Stéphane Lambiel :"Ouais j'ai pas vraiment regardé autour de moi. Ce qui était dûr en fait c'était la nervosité qui était en moi. Là c'était très dûr à gérer parcequ'il y'avait beaucoup d'attente et la journée du programme libre à Turin était la journée la plus longue de ma vie je pense. D'attendre dans ce village olympique, on est enfermés, comme des lions en cage. Et puis on a le droit de sortir que sur la glace que pour montrer des quadruples et des triple axels et compagnie. Donc c'était une très très longue journée et je pense que cette impatience là était dure à gérer.

Journaliste femme : "c'est différent vraiment une médaille olympique? Ben là vous en avez déjà eu plusieurs. Maintenant de différentes sortes. C'est quand même autre chose?

Stéphane Lambiel : "Là je crois que la médaille olympique elle est bien différente oui. Et puis c'est vrai qu'à la maison elle est différente des autres. Les autres elles sont toutes pareilles...

Journaliste femme: "Elle est placée spécialement"?

Stéphane Lambiel : "Celles qui viennent de l'ISU en fait sont semblables. Quels soient en argent, en or...elles ont tout le temps la même forme, la même grandeur. Alors que celle des Jeux elle va changer de celles de Vancouver quoi.

Journaliste femme à journaliste homme:" vous vouliez poser une question.Jean-François, vous vouliez poser une question?"

Journaliste homme: "Euh oui. Si vous voulez. J'ai une question qui me taraude effectivement. Lorsqu'on est un danseur, lorsqu'on est un artiste, vous l'êtes, un patineur, quand on exerce une activité comme celle-là, on a le sentiment qu'on doit être plutôt des exhibitionnistes. Est-ce que vous êtes exhibitionniste, vous aussi?

Stéphane Lambiel : sans réponse. Gêné.

Journaliste Homme : "On vous sent très timide quelque part. Exerçant une activité comme celle-là on doit pouvoir se sortir de soi-même par moment.

Stéphane Lambiel : "ben la glace je pense que c'est mon domaine. Donc chacun a son domaine et je me sens bien quand j'arrive sur la glace, quand j'ai mes patins au pied. Euh.. C'est clair que d'un côté j'ai une partie de moi qui aime se montrer puisque le patinage est un sport de spectacle.

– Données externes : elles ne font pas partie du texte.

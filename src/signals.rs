//! Fault handling, the pre-test pause, and what forked children inherit.
//!
//! The dispositions live in a [`SignalTable`] owned by the test context.
//! Installing the table hands the handler the few values it needs through
//! atomics, since a signal handler cannot reach the context itself.

use nix::errno::Errno;
use nix::sys::signal::{pthread_sigmask, sigaction, SaFlags, SigAction, SigHandler, SigSet, SigmaskHow, Signal};
use nix::unistd::getpid;
use std::collections::BTreeMap;
use std::ffi::CString;
use std::os::unix::ffi::OsStrExt;
use std::path::Path;
use std::ptr;
use std::sync::atomic::{AtomicI32, AtomicPtr, AtomicU32, AtomicU64, AtomicU8, AtomicUsize, Ordering};
use thiserror::Error;
use tracing::{debug, info};

use crate::results::ResultKind;

/// Signal an operator sends to release [`pause_until_released`].
pub const RELEASE_SIGNAL: Signal = Signal::SIGUSR1;

#[derive(Debug, Error)]
pub enum SignalError {
    #[error("failed to install handler for {signal}: {source}")]
    Install { signal: Signal, source: Errno },
    #[error("failed to change the signal mask: {0}")]
    Mask(#[source] Errno),
    #[error("waiting for {signal} failed: {source}")]
    Wait { signal: Signal, source: Errno },
}

/// Whether the test body forks children of its own.
#[derive(Debug, Clone, Copy, PartialEq, Eq)]
pub enum ForkMode {
    /// Handlers stay with this process; children get default dispositions.
    NoFork,
    /// Children inherit the handlers but never run the owner's cleanup.
    Fork,
}

#[derive(Debug, Clone, Copy, PartialEq, Eq)]
pub enum Disposition {
    /// Run the owner's cleanup, then exit with the BROK status.
    Fatal,
    Default,
}

const MODE_UNSET: u8 = 0;
const MODE_NOFORK: u8 = 1;
const MODE_FORK: u8 = 2;

static OWNER_PID: AtomicI32 = AtomicI32::new(0);
static INSTALLED_MODE: AtomicU8 = AtomicU8::new(MODE_UNSET);
static CLEANUP_HOOK: AtomicUsize = AtomicUsize::new(0);
static FAULT_WORKSPACE: AtomicPtr<CString> = AtomicPtr::new(ptr::null_mut());
/// Bit `n` set when signal `n` has the fatal handler installed.
static FATAL_SIGNALS: AtomicU64 = AtomicU64::new(0);
static FAULT_TCID: AtomicPtr<u8> = AtomicPtr::new(ptr::null_mut());
static FAULT_TCID_LEN: AtomicUsize = AtomicUsize::new(0);
static LAST_CASE_NUMBER: AtomicU32 = AtomicU32::new(0);

const DEFAULT_TCID: &str = "kharness";

/// Per-signal dispositions for one test process.
#[derive(Debug, Clone)]
pub struct SignalTable {
    tcid: &'static str,
    mode: ForkMode,
    entries: BTreeMap<Signal, Disposition>,
}

impl SignalTable {
    /// Faults and termination requests are fatal; everything else default.
    pub fn standard(mode: ForkMode) -> Self {
        let entries = [
            Signal::SIGSEGV,
            Signal::SIGBUS,
            Signal::SIGILL,
            Signal::SIGFPE,
            Signal::SIGSYS,
            Signal::SIGHUP,
            Signal::SIGINT,
            Signal::SIGQUIT,
            Signal::SIGTERM,
        ]
        .into_iter()
        .map(|s| (s, Disposition::Fatal))
        .collect();
        Self {
            tcid: DEFAULT_TCID,
            mode,
            entries,
        }
    }

    /// Names the test in the line the fatal handler prints.
    pub fn named(mut self, tcid: &'static str) -> Self {
        self.tcid = tcid;
        self
    }

    pub fn set(&mut self, signal: Signal, disposition: Disposition) {
        self.entries.insert(signal, disposition);
    }

    pub fn disposition(&self, signal: Signal) -> Disposition {
        self.entries
            .get(&signal)
            .copied()
            .unwrap_or(Disposition::Default)
    }

    /// Installs every entry and makes the calling process the owner of
    /// `cleanup`. Must happen before any fork whose child should inherit it.
    pub fn install(&self, cleanup: Option<fn()>) -> Result<(), SignalError> {
        OWNER_PID.store(getpid().as_raw(), Ordering::SeqCst);
        CLEANUP_HOOK.store(cleanup.map_or(0, |f| f as usize), Ordering::SeqCst);
        INSTALLED_MODE.store(
            match self.mode {
                ForkMode::NoFork => MODE_NOFORK,
                ForkMode::Fork => MODE_FORK,
            },
            Ordering::SeqCst,
        );

        FAULT_TCID_LEN.store(self.tcid.len(), Ordering::SeqCst);
        FAULT_TCID.store(self.tcid.as_ptr().cast_mut(), Ordering::SeqCst);

        let mut fatal = 0u64;
        for (&signal, &disposition) in &self.entries {
            let handler = match disposition {
                Disposition::Fatal => {
                    fatal |= signal_bit(signal);
                    SigHandler::Handler(on_fatal_signal)
                }
                Disposition::Default => SigHandler::SigDfl,
            };
            set_handler(signal, handler)?;
        }
        FATAL_SIGNALS.store(fatal, Ordering::SeqCst);
        info!("installed signal table ({:?} mode, {} entries)", self.mode, self.entries.len());
        Ok(())
    }

    /// Puts every signal this table touched back to its default action.
    pub fn restore(&self) -> Result<(), SignalError> {
        for &signal in self.entries.keys() {
            set_handler(signal, SigHandler::SigDfl)?;
        }
        FATAL_SIGNALS.store(0, Ordering::SeqCst);
        Ok(())
    }
}

fn signal_bit(signal: Signal) -> u64 {
    1u64 << (signal as i32 as u32 % 64)
}

fn set_handler(signal: Signal, handler: SigHandler) -> Result<(), SignalError> {
    let action = SigAction::new(handler, SaFlags::SA_RESTART, SigSet::empty());
    // SAFETY: the only handler installed is `on_fatal_signal`, which never
    // returns and touches nothing but atomics before exiting.
    unsafe { sigaction(signal, &action) }
        .map(drop)
        .map_err(|source| SignalError::Install { signal, source })
}

/// Makes the calling process the owner of the installed cleanup, as the
/// concurrently running copies do right after they are forked.
pub fn adopt_current_process() {
    OWNER_PID.store(getpid().as_raw(), Ordering::SeqCst);
}

/// Whether the calling process is the one that installed the table.
pub fn is_owner() -> bool {
    OWNER_PID.load(Ordering::SeqCst) == getpid().as_raw()
}

/// Applies the installed table's inheritance rule inside a fresh child.
///
/// In [`ForkMode::Fork`] the handlers stay (they already refuse to run the
/// owner's cleanup in a non-owner). In [`ForkMode::NoFork`] every signal the
/// table made fatal reverts to the default action.
pub fn after_fork_in_child() {
    if INSTALLED_MODE.load(Ordering::SeqCst) != MODE_NOFORK {
        return;
    }
    let fatal = FATAL_SIGNALS.swap(0, Ordering::SeqCst);
    for signal in Signal::iterator().filter(|s| fatal & signal_bit(*s) != 0) {
        let _ = set_handler(signal, SigHandler::SigDfl);
    }
}

/// Remembers the number of the last reported case, so a fault line
/// continues the numbering.
pub fn note_case_number(number: u32) {
    LAST_CASE_NUMBER.store(number, Ordering::SeqCst);
}

/// Stops the fatal handler from running the cleanup callback, once the
/// regular cleanup path has started.
pub fn disarm_cleanup() {
    CLEANUP_HOOK.store(0, Ordering::SeqCst);
}

/// Tells the fatal handler which directory to remove, or none.
pub fn register_fault_workspace(path: Option<&Path>) {
    let new = path
        .and_then(|p| CString::new(p.as_os_str().as_bytes()).ok())
        .map_or(ptr::null_mut(), |c| Box::into_raw(Box::new(c)));
    let old = FAULT_WORKSPACE.swap(new, Ordering::SeqCst);
    if !old.is_null() {
        // SAFETY: every non-null value stored came from Box::into_raw above
        // and was swapped out exactly once.
        drop(unsafe { Box::from_raw(old) });
    }
}

extern "C" fn on_fatal_signal(signum: libc::c_int) {
    if is_owner() {
        let hook = CLEANUP_HOOK.swap(0, Ordering::SeqCst);
        if hook != 0 {
            // SAFETY: the value was stored from a `fn()` in install().
            let cleanup: fn() = unsafe { std::mem::transmute::<usize, fn()>(hook) };
            cleanup();
        }
        let workspace = FAULT_WORKSPACE.swap(ptr::null_mut(), Ordering::SeqCst);
        if !workspace.is_null() {
            // SAFETY: set by register_fault_workspace; the process is about
            // to exit so the box is deliberately leaked.
            let path = unsafe { &*workspace };
            let _ = std::fs::remove_dir_all(Path::new(std::ffi::OsStr::from_bytes(path.as_bytes())));
        }
    }

    let tcid_ptr = FAULT_TCID.load(Ordering::SeqCst);
    let tcid: &[u8] = if tcid_ptr.is_null() {
        DEFAULT_TCID.as_bytes()
    } else {
        // SAFETY: stored from a `&'static str` in install().
        unsafe { std::slice::from_raw_parts(tcid_ptr, FAULT_TCID_LEN.load(Ordering::SeqCst)) }
    };
    let number = LAST_CASE_NUMBER.load(Ordering::SeqCst).saturating_add(1);
    let line = FaultLine::format(tcid, number, signum);
    // SAFETY: write and _exit are async-signal-safe.
    unsafe {
        libc::write(libc::STDOUT_FILENO, line.as_bytes().as_ptr().cast(), line.len);
        libc::_exit(ResultKind::Brok.exit_code());
    }
}

/// The BROK result line for a fatal signal, built without allocating.
struct FaultLine {
    buf: [u8; 128],
    len: usize,
}

impl FaultLine {
    /// Same layout as [`Outcome::render`](crate::results::Outcome::render):
    /// `<tcid> <number>  BROK  :  unexpected signal <n>`.
    fn format(tcid: &[u8], number: u32, signum: libc::c_int) -> Self {
        let mut line = Self {
            buf: [0; 128],
            len: 0,
        };
        let tcid = &tcid[..tcid.len().min(64)];
        line.push(tcid);
        for _ in tcid.len()..8 {
            line.push(b" ");
        }
        line.push(b" ");
        line.push_number(u64::from(number), 4);
        line.push(b"  BROK  :  unexpected signal ");
        line.push_number(u64::from(signum.unsigned_abs()), 0);
        line.push(b"\n");
        line
    }

    fn push(&mut self, bytes: &[u8]) {
        let n = bytes.len().min(self.buf.len() - self.len);
        self.buf[self.len..self.len + n].copy_from_slice(&bytes[..n]);
        self.len += n;
    }

    /// Decimal digits, right-aligned in `width` columns.
    fn push_number(&mut self, mut n: u64, width: usize) {
        let mut digits = [0u8; 20];
        let mut count = 0;
        loop {
            digits[count] = b'0' + (n % 10) as u8;
            count += 1;
            n /= 10;
            if n == 0 {
                break;
            }
        }
        for _ in count..width {
            self.push(b" ");
        }
        for i in (0..count).rev() {
            self.push(&[digits[i]]);
        }
    }

    fn as_bytes(&self) -> &[u8] {
        &self.buf[..self.len]
    }
}

/// Blocks until [`RELEASE_SIGNAL`] arrives. There is no timeout.
///
/// The signal is blocked first and collected with `sigwait`, so one sent
/// before the wait starts is not lost.
pub fn pause_until_released() -> Result<(), SignalError> {
    let mut wanted = SigSet::empty();
    wanted.add(RELEASE_SIGNAL);

    let mut previous = SigSet::empty();
    pthread_sigmask(SigmaskHow::SIG_BLOCK, Some(&wanted), Some(&mut previous))
        .map_err(SignalError::Mask)?;

    info!("pausing until {} is received (pid {})", RELEASE_SIGNAL, getpid());
    let waited = wanted.wait();

    pthread_sigmask(SigmaskHow::SIG_SETMASK, Some(&previous), None).map_err(SignalError::Mask)?;

    let got = waited.map_err(|source| SignalError::Wait {
        signal: RELEASE_SIGNAL,
        source,
    })?;
    debug!("released by {}", got);
    Ok(())
}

Mais j'aime aussi être discret, avoir ma vie, faire mes choses d'une certaine manière et c'est agréable d'avoir ces 2 extrêmes.

Journaliste homme: "Vous arrivez toujours à vraiment faire la part des choses? Avoir votre vie privée et celle que vous voulez mettre en lumière?

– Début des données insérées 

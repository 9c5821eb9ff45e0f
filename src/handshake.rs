//! One-shot pipe rendezvous between a parent and a forked child.
//!
//! A [`HandshakeChannel`] carries exactly one "you may proceed" byte. A
//! [`SetupResultChannel`] carries exactly one success/failure byte describing
//! whether the child managed to isolate itself. Both own the two pipe ends and
//! close each end at most once; after a channel has been used it refuses any
//! further traffic.

use nix::errno::Errno;
use nix::unistd::pipe;
use std::fs::File;
use std::io::{ErrorKind, Read, Write};
use std::os::fd::OwnedFd;
use thiserror::Error;
use tracing::debug;

/// Byte written by [`HandshakeChannel::notify`].
pub const SENTINEL: u8 = b'A';

const SETUP_OK: u8 = b'1';
const SETUP_FAILED: u8 = b'0';

#[derive(Debug, Error)]
pub enum HandshakeError {
    #[error("failed to create pipe: {0}")]
    Create(#[source] Errno),
    #[error("channel has already been used")]
    Consumed,
    #[error("peer closed the pipe without sending anything")]
    Closed,
    #[error("unexpected byte {0:#04x} on channel")]
    UnexpectedByte(u8),
    #[error("more than one byte received on a one-shot channel")]
    Duplicate,
    #[error("pipe i/o failed: {0}")]
    Io(#[from] std::io::Error),
}

/// The two ends of a pipe, each `None` once closed.
#[derive(Debug)]
struct PipeEnds {
    read: Option<File>,
    write: Option<File>,
    used: bool,
}

impl PipeEnds {
    fn new() -> Result<Self, HandshakeError> {
        let (read, write): (OwnedFd, OwnedFd) = pipe().map_err(HandshakeError::Create)?;
        Ok(Self {
            read: Some(File::from(read)),
            write: Some(File::from(write)),
            used: false,
        })
    }

    fn claim(&mut self) -> Result<(), HandshakeError> {
        if self.used {
            return Err(HandshakeError::Consumed);
        }
        self.used = true;
        Ok(())
    }

    fn send(&mut self, byte: u8) -> Result<(), HandshakeError> {
        self.claim()?;
        self.read = None;
        let mut writer = self.write.take().ok_or(HandshakeError::Closed)?;
        writer.write_all(&[byte])?;
        Ok(())
    }

    /// Reads the single byte. A second byte in the same read is a violation.
    fn receive(&mut self) -> Result<u8, HandshakeError> {
        self.claim()?;
        self.write = None;
        let mut reader = self.read.take().ok_or(HandshakeError::Closed)?;
        let mut buf = [0u8; 2];
        let n = loop {
            match reader.read(&mut buf) {
                Ok(n) => break n,
                Err(e) if e.kind() == ErrorKind::Interrupted => continue,
                Err(e) => return Err(e.into()),
            }
        };
        match n {
            0 => Err(HandshakeError::Closed),
            1 => Ok(buf[0]),
            _ => Err(HandshakeError::Duplicate),
        }
    }

    fn close(&mut self) {
        self.used = true;
        self.read = None;
        self.write = None;
    }
}

/// Single-byte ordering primitive between two processes.
///
/// Create it before forking; afterwards one side calls [`wait`](Self::wait)
/// and the other [`notify`](Self::notify). Each process closes the end it
/// does not use as part of that call, so a waiter whose peer exits without
/// notifying sees end-of-file instead of hanging.
#[derive(Debug)]
pub struct HandshakeChannel {
    ends: PipeEnds,
}

impl HandshakeChannel {
    pub fn create() -> Result<Self, HandshakeError> {
        Ok(Self {
            ends: PipeEnds::new()?,
        })
    }

    /// Blocks until the peer notifies. Succeeds only on exactly one
    /// [`SENTINEL`] byte.
    pub fn wait(&mut self) -> Result<(), HandshakeError> {
        let byte = self.ends.receive()?;
        if byte != SENTINEL {
            return Err(HandshakeError::UnexpectedByte(byte));
        }
        debug!("handshake received");
        Ok(())
    }

    pub fn notify(&mut self) -> Result<(), HandshakeError> {
        self.ends.send(SENTINEL)?;
        debug!("handshake sent");
        Ok(())
    }

    pub fn close(&mut self) {
        self.ends.close();
    }

    pub fn is_open(&self) -> bool {
        self.ends.read.is_some() || self.ends.write.is_some()
    }
}

/// Reports whether a child's isolation step succeeded, once, before the
/// parent looks at anything else the child produces.
#[derive(Debug)]
pub struct SetupResultChannel {
    ends: PipeEnds,
}

impl SetupResultChannel {
    pub fn create() -> Result<Self, HandshakeError> {
        Ok(Self {
            ends: PipeEnds::new()?,
        })
    }

    /// Child side.
    pub fn report(&mut self, succeeded: bool) -> Result<(), HandshakeError> {
        self.ends
            .send(if succeeded { SETUP_OK } else { SETUP_FAILED })
    }

    /// Parent side. End-of-file means the child died before reporting.
    pub fn receive(&mut self) -> Result<bool, HandshakeError> {
        match self.ends.receive()? {
            SETUP_OK => Ok(true),
            SETUP_FAILED => Ok(false),
            other => Err(HandshakeError::UnexpectedByte(other)),
        }
    }

    pub fn close(&mut self) {
        self.ends.close();
    }
}

#[cfg(test)]
mod tests {
    use super::*;
    use crate::isolation::{IsolationRunner, IsolationStrategy, RunOutcome};
    use crate::namespaces::NamespaceSet;
    use std::cell::RefCell;

    fn raw_write(ends: &mut PipeEnds, bytes: &[u8]) {
        ends.write.as_mut().unwrap().write_all(bytes).unwrap();
    }

    #[test]
    fn test_notify_then_wait_in_one_process() {
        // Both ends live in this process, so notify must leave the write end
        // usable long enough to deliver the byte before wait closes it.
        let mut chan = HandshakeChannel::create().unwrap();
        raw_write(&mut chan.ends, &[SENTINEL]);
        assert!(chan.wait().is_ok());
        assert!(!chan.is_open());
    }

    #[test]
    fn test_wait_fails_when_writer_closes_silently() {
        let mut chan = HandshakeChannel::create().unwrap();
        // wait closes our own write end; nobody else holds one.
        assert!(matches!(chan.wait(), Err(HandshakeError::Closed)));
    }

    #[test]
    fn test_wait_rejects_wrong_byte() {
        let mut chan = HandshakeChannel::create().unwrap();
        raw_write(&mut chan.ends, b"B");
        assert!(matches!(chan.wait(), Err(HandshakeError::UnexpectedByte(b'B'))));
    }

    #[test]
    fn test_wait_rejects_duplicate_notification() {
        let mut chan = HandshakeChannel::create().unwrap();
        raw_write(&mut chan.ends, &[SENTINEL, SENTINEL]);
        assert!(matches!(chan.wait(), Err(HandshakeError::Duplicate)));
    }

    #[test]
    fn test_channel_is_single_use() {
        let mut chan = HandshakeChannel::create().unwrap();
        chan.close();
        assert!(matches!(chan.notify(), Err(HandshakeError::Consumed)));
        assert!(matches!(chan.wait(), Err(HandshakeError::Consumed)));
    }

    #[test]
    fn test_handshake_across_fork() {
        let chan = RefCell::new(HandshakeChannel::create().unwrap());
        let runner = IsolationRunner::new();

        let outcome = runner
            .run(
                IsolationStrategy::Plain,
                NamespaceSet::empty(),
                || match chan.borrow_mut().wait() {
                    Ok(()) => 0,
                    Err(_) => 1,
                },
                Some(|child: crate::isolation::ChildProcess| {
                    if chan.borrow_mut().notify().is_err() {
                        return 10;
                    }
                    match child.wait() {
                        Ok(exit) => exit.code().unwrap_or(20),
                        Err(_) => 30,
                    }
                }),
            )
            .unwrap();

        assert_eq!(outcome, RunOutcome::Completed(0));
    }

    #[test]
    fn test_setup_result_round_trip() {
        let mut chan = SetupResultChannel::create().unwrap();
        raw_write(&mut chan.ends, &[SETUP_FAILED]);
        assert!(!chan.receive().unwrap());

        let mut chan = SetupResultChannel::create().unwrap();
        raw_write(&mut chan.ends, &[SETUP_OK]);
        assert!(chan.receive().unwrap());
    }

    #[test]
    fn test_setup_result_eof_is_an_error() {
        let mut chan = SetupResultChannel::create().unwrap();
        assert!(matches!(chan.receive(), Err(HandshakeError::Closed)));
    }
}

Stéphane Lambiel : "Tout à fait. J'ai une vie professionnelle et j'ai une vie privée. Et j'essaie de pas les mélanger quoi. Voilà.

Journaliste femme : "La dernière compétition, on va le voir maintenant c'était les Championnats du Monde à Calgary. Là vraiment c'est l'image de combattant qui est ressortie. Vous avez avoué après coup que c'était plus difficile Calgary que Turin. Pourquoi?

Stéphane Lambiel : "Ah. Maintenant. Peut-être que je vais revenir sur mes paroles. Calgary ce qui était différent c'est que la tension et la pression n'étaient plus vraiment pareilles. Ce qui était dûr par contre c'était de devoir défendre son titre. C'est vrai que j'avais jamais été dans cette position mais j'étais vraiment bien avec moi-même. J'étais libéré de tout le poids de cette saison olympique et puis j'ai pu me lâcher comme on le voit sur ces images.

Journaliste femme : "Ouais. D'ailleurs sur la glace il y'a eu une sacré différence... J'ai revu les images pour la première fois de Turin. C'était quand même un Stéphane Lambiel très différent au niveau de l'expression.

Stéphane Lambiel : "ben au niveau technique c'était beaucoup plus impressionnant pour moi et puis après au niveau du sentiment on voit vraiment que je suis libéré et que je peux m'envoler quoi.

Journaliste femme : "après ce titre mondial on a commencé à parler un peu d'argent autour de vous. Est-ce que ça c'est quelquechose qui vous gêne alors qu'on sait que le patinage c'est pas un sport où l'argent coule à flot contrairement au tennis ou golf par exemple?

Stéphane Lambiel : "ouais tout à fait. Je pense qu'un titre de champion du monde rapporte pas autant que peut-être une qualification en quart de finale de tennis d'un tournoi médiocre. Mais ce que je tiens vraiment à dire c'est qu'on regarde un peu l'argent que j'ai gagné cette saison, mais on voit pas ce que j'ai dépensé sur 15 ans de carrière quoi.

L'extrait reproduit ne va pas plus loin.